Every line of the entries that holds the word "rock" is to be copied.

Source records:
# # # # # # #
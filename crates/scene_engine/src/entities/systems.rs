//! Built-in systems

use super::components::{
    BehaviourComponent, Body2DComponent, LightComponent, LightKind, SphereComponent, TransformComponent,
};
use super::entity::EntityId;
use super::scene::EntityScene;
use super::system::{LightParams, System, SystemStage};
use super::view::ViewId;
use crate::foundation::math::{translation_of, Vec2, Vec3};
use crate::foundation::time::SimulationTime;
use crate::spatial::Circle;
use crate::traversal::{traverse, TransformUpdateVisitor, TraversalMode};

fn active_in(scene: &EntityScene, view: Option<ViewId>) -> Vec<EntityId> {
    view.and_then(|view| scene.view(view))
        .map(|view| view.active().to_vec())
        .unwrap_or_default()
}

/// Runs the scripts of every enabled [`BehaviourComponent`]
#[derive(Debug, Default)]
pub struct BehaviourSystem {
    view: Option<ViewId>,
}

impl BehaviourSystem {
    /// Create the system
    pub fn new() -> Self {
        Self::default()
    }
}

impl System for BehaviourSystem {
    fn name(&self) -> &str {
        "BehaviourSystem"
    }

    fn stage(&self) -> SystemStage {
        SystemStage::Update
    }

    fn init(&mut self, scene: &mut EntityScene) {
        self.view = scene.create_view::<(BehaviourComponent,)>().ok();
    }

    fn update(&mut self, scene: &mut EntityScene, time: &SimulationTime) {
        for id in active_in(scene, self.view) {
            let Some(scripts) = scene.component::<BehaviourComponent>(id).map(BehaviourComponent::scripts) else {
                continue;
            };
            for script in scripts {
                script(scene, id, time);
            }
        }
    }
}

/// Propagates dirty transforms down the entity hierarchy
#[derive(Debug, Default)]
pub struct TransformSystem {
    visitor: TransformUpdateVisitor<EntityId>,
}

impl TransformSystem {
    /// Create the system
    pub fn new() -> Self {
        Self::default()
    }

    /// Entities entered by the last pass
    pub fn visited_count(&self) -> usize {
        self.visitor.visited_count()
    }
}

impl System for TransformSystem {
    fn name(&self) -> &str {
        "TransformSystem"
    }

    fn stage(&self) -> SystemStage {
        SystemStage::Update
    }

    fn update(&mut self, scene: &mut EntityScene, _time: &SimulationTime) {
        let root = scene.root();
        traverse(scene, root, &mut self.visitor, TraversalMode::ActiveOnly);
        log::trace!(
            "Transform pass visited {} entities, updated {}",
            self.visitor.visited_count(),
            self.visitor.updated_count()
        );
    }
}

/// Keeps the quadtree circles of 2D bodies at their entity positions
#[derive(Debug, Default)]
pub struct QuadtreeSystem {
    view: Option<ViewId>,
}

impl QuadtreeSystem {
    /// Create the system
    pub fn new() -> Self {
        Self::default()
    }
}

impl System for QuadtreeSystem {
    fn name(&self) -> &str {
        "QuadtreeSystem"
    }

    fn stage(&self) -> SystemStage {
        SystemStage::PreRender
    }

    fn init(&mut self, scene: &mut EntityScene) {
        self.view = scene.create_view::<(TransformComponent, Body2DComponent)>().ok();
    }

    fn update(&mut self, scene: &mut EntityScene, _time: &SimulationTime) {
        if scene.quadtree().is_none() {
            return;
        }

        for id in active_in(scene, self.view) {
            let Some(position) = scene.component::<TransformComponent>(id).map(TransformComponent::world_position) else {
                continue;
            };
            let Some(body) = scene.component_mut::<Body2DComponent>(id) else {
                continue;
            };
            let circle = Circle::new(Vec2::new(position.x, position.y), body.radius);
            if circle == body.circle {
                continue;
            }
            body.circle = circle;

            if let Some(quadtree) = scene.quadtree_mut() {
                let _ = if quadtree.contains(id) {
                    quadtree.update(id, circle)
                } else {
                    quadtree.insert(id, circle)
                };
            }
        }
    }
}

/// Keeps the octree spheres of bounded entities at their world transforms
#[derive(Debug, Default)]
pub struct OctreeSystem {
    view: Option<ViewId>,
}

impl OctreeSystem {
    /// Create the system
    pub fn new() -> Self {
        Self::default()
    }
}

impl System for OctreeSystem {
    fn name(&self) -> &str {
        "OctreeSystem"
    }

    fn stage(&self) -> SystemStage {
        SystemStage::PreRender
    }

    fn init(&mut self, scene: &mut EntityScene) {
        self.view = scene.create_view::<(TransformComponent, SphereComponent)>().ok();
    }

    fn update(&mut self, scene: &mut EntityScene, _time: &SimulationTime) {
        if scene.octree().is_none() {
            return;
        }

        for id in active_in(scene, self.view) {
            let Some(world) = scene.component::<TransformComponent>(id).map(TransformComponent::world_matrix) else {
                continue;
            };
            let Some(component) = scene.component_mut::<SphereComponent>(id) else {
                continue;
            };
            let sphere = component.local.transformed(&world);
            if sphere == component.world {
                continue;
            }
            component.world = sphere;

            if let Some(octree) = scene.octree_mut() {
                let _ = if octree.contains(id) {
                    octree.update(id, sphere)
                } else {
                    octree.insert(id, sphere)
                };
            }
        }
    }
}

/// Hands the first enabled light to the render sink
#[derive(Debug, Default)]
pub struct LightSystem {
    view: Option<ViewId>,
}

impl LightSystem {
    /// Create the system
    pub fn new() -> Self {
        Self::default()
    }
}

impl System for LightSystem {
    fn name(&self) -> &str {
        "LightSystem"
    }

    fn stage(&self) -> SystemStage {
        SystemStage::Render
    }

    fn init(&mut self, scene: &mut EntityScene) {
        self.view = scene.create_view::<(TransformComponent, LightComponent)>().ok();
    }

    fn update(&mut self, scene: &mut EntityScene, _time: &SimulationTime) {
        let light = active_in(scene, self.view).into_iter().find_map(|id| {
            let world = scene.component::<TransformComponent>(id)?.world_matrix();
            let light = scene.component::<LightComponent>(id)?;
            Some(LightParams {
                position: translation_of(&world),
                direction: world.transform_vector(&Vec3::new(0.0, 0.0, -1.0)).normalize(),
                color: light.color,
                intensity: light.intensity,
                directional: light.kind == LightKind::Directional,
            })
        });

        let Some(sink) = scene.render_sink_mut() else {
            return;
        };
        match light {
            Some(light) => sink.set_light(&light),
            None => sink.clear_light(),
        }
    }
}

#[cfg(test)]
mod tests {
    use super::*;
    use crate::entities::{RenderSink, Component};
    use crate::spatial::{Rect, Sphere, AABB};
    use std::sync::{Arc, Mutex};

    #[derive(Clone, Default)]
    struct RecordingSink {
        lights: Arc<Mutex<Vec<Option<LightParams>>>>,
    }

    impl RenderSink for RecordingSink {
        fn set_light(&mut self, light: &LightParams) {
            self.lights.lock().unwrap().push(Some(*light));
        }

        fn clear_light(&mut self) {
            self.lights.lock().unwrap().push(None);
        }
    }

    fn frame(scene: &mut EntityScene) {
        scene.update(&SimulationTime::default());
    }

    #[test]
    fn test_behaviours_run_for_enabled_entities() {
        let mut scene = EntityScene::default();
        scene.add_system(Box::new(BehaviourSystem::new()));
        scene.add_system(Box::new(TransformSystem::new()));

        let mover = scene.create_entity("mover");
        scene.add_component(mover, TransformComponent::default()).unwrap();
        scene
            .add_component(
                mover,
                BehaviourComponent::with("drift", |scene, id, _time| {
                    let _ = scene.modify_transform(id, |t| t.position.x += 1.0);
                }),
            )
            .unwrap();

        frame(&mut scene);
        frame(&mut scene);
        let position = scene.component::<TransformComponent>(mover).unwrap().world_position();
        assert!((position.x - 2.0).abs() < 1e-5);

        scene.set_active(mover, false).unwrap();
        frame(&mut scene);
        assert!((scene.component::<TransformComponent>(mover).unwrap().local.position.x - 2.0).abs() < 1e-5);
    }

    #[test]
    fn test_quadtree_follows_transforms() {
        let mut scene = EntityScene::default();
        scene.initialize_quadtree(Rect::new(Vec2::new(-100.0, -100.0), Vec2::new(100.0, 100.0)));
        scene.add_system(Box::new(TransformSystem::new()));
        scene.add_system(Box::new(QuadtreeSystem::new()));

        let ship = scene.create_entity("ship");
        scene
            .add_component(ship, TransformComponent::from_position(Vec3::new(10.0, 20.0, 0.0)))
            .unwrap();
        scene.add_component(ship, Body2DComponent::new(1.5)).unwrap();
        frame(&mut scene);

        let circle = scene.quadtree().unwrap().get(ship).unwrap();
        assert!((circle.center - Vec2::new(10.0, 20.0)).magnitude() < 1e-5);
        assert!((circle.radius - 1.5).abs() < 1e-6);

        scene.modify_transform(ship, |t| t.position.x = -30.0).unwrap();
        frame(&mut scene);
        let circle = scene.quadtree().unwrap().get(ship).unwrap();
        assert!((circle.center.x + 30.0).abs() < 1e-5);
    }

    #[test]
    fn test_octree_follows_transforms() {
        let mut scene = EntityScene::default();
        scene.initialize_octree(AABB::cube(Vec3::zeros(), 100.0));
        scene.add_system(Box::new(TransformSystem::new()));
        scene.add_system(Box::new(OctreeSystem::new()));

        let rock = scene.create_entity("rock");
        scene
            .add_component(rock, TransformComponent::from_position(Vec3::new(0.0, 0.0, 40.0)))
            .unwrap();
        scene
            .add_component(rock, SphereComponent::new(Sphere::new(Vec3::zeros(), 3.0)))
            .unwrap();
        frame(&mut scene);

        let sphere = scene.octree().unwrap().get(rock).unwrap();
        assert!((sphere.center - Vec3::new(0.0, 0.0, 40.0)).magnitude() < 1e-5);
    }

    #[test]
    fn test_light_system_reports_first_enabled_light() {
        let mut scene = EntityScene::default();
        let sink = RecordingSink::default();
        scene.set_render_sink(Box::new(sink.clone()));
        scene.add_system(Box::new(LightSystem::new()));
        scene.add_system(Box::new(TransformSystem::new()));

        frame(&mut scene);

        let sun = scene.create_entity("sun");
        scene
            .add_component(sun, TransformComponent::from_position(Vec3::new(0.0, 5.0, 0.0)))
            .unwrap();
        scene
            .add_component(sun, LightComponent::directional(Vec3::new(1.0, 0.9, 0.8), 3.0))
            .unwrap();
        frame(&mut scene);

        let lights = sink.lights.lock().unwrap().clone();
        assert_eq!(lights.len(), 2);
        assert!(lights[0].is_none());
        let light = lights[1].unwrap();
        assert!(light.directional);
        assert!((light.position - Vec3::new(0.0, 5.0, 0.0)).magnitude() < 1e-5);
        assert!((light.direction - Vec3::new(0.0, 0.0, -1.0)).magnitude() < 1e-5);
        assert_eq!(LightComponent::directional(Vec3::zeros(), 1.0).type_name(), "LightComponent");
    }
}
# # # # # # #
▶ _Task answer_
        let rock = scene.create_entity("rock");
            .add_component(rock, TransformComponent::from_position(Vec3::new(0.0, 0.0, 40.0)))
            .add_component(rock, SphereComponent::new(Sphere::new(Vec3::zeros(), 3.0)))
        let sphere = scene.octree().unwrap().get(rock).unwrap();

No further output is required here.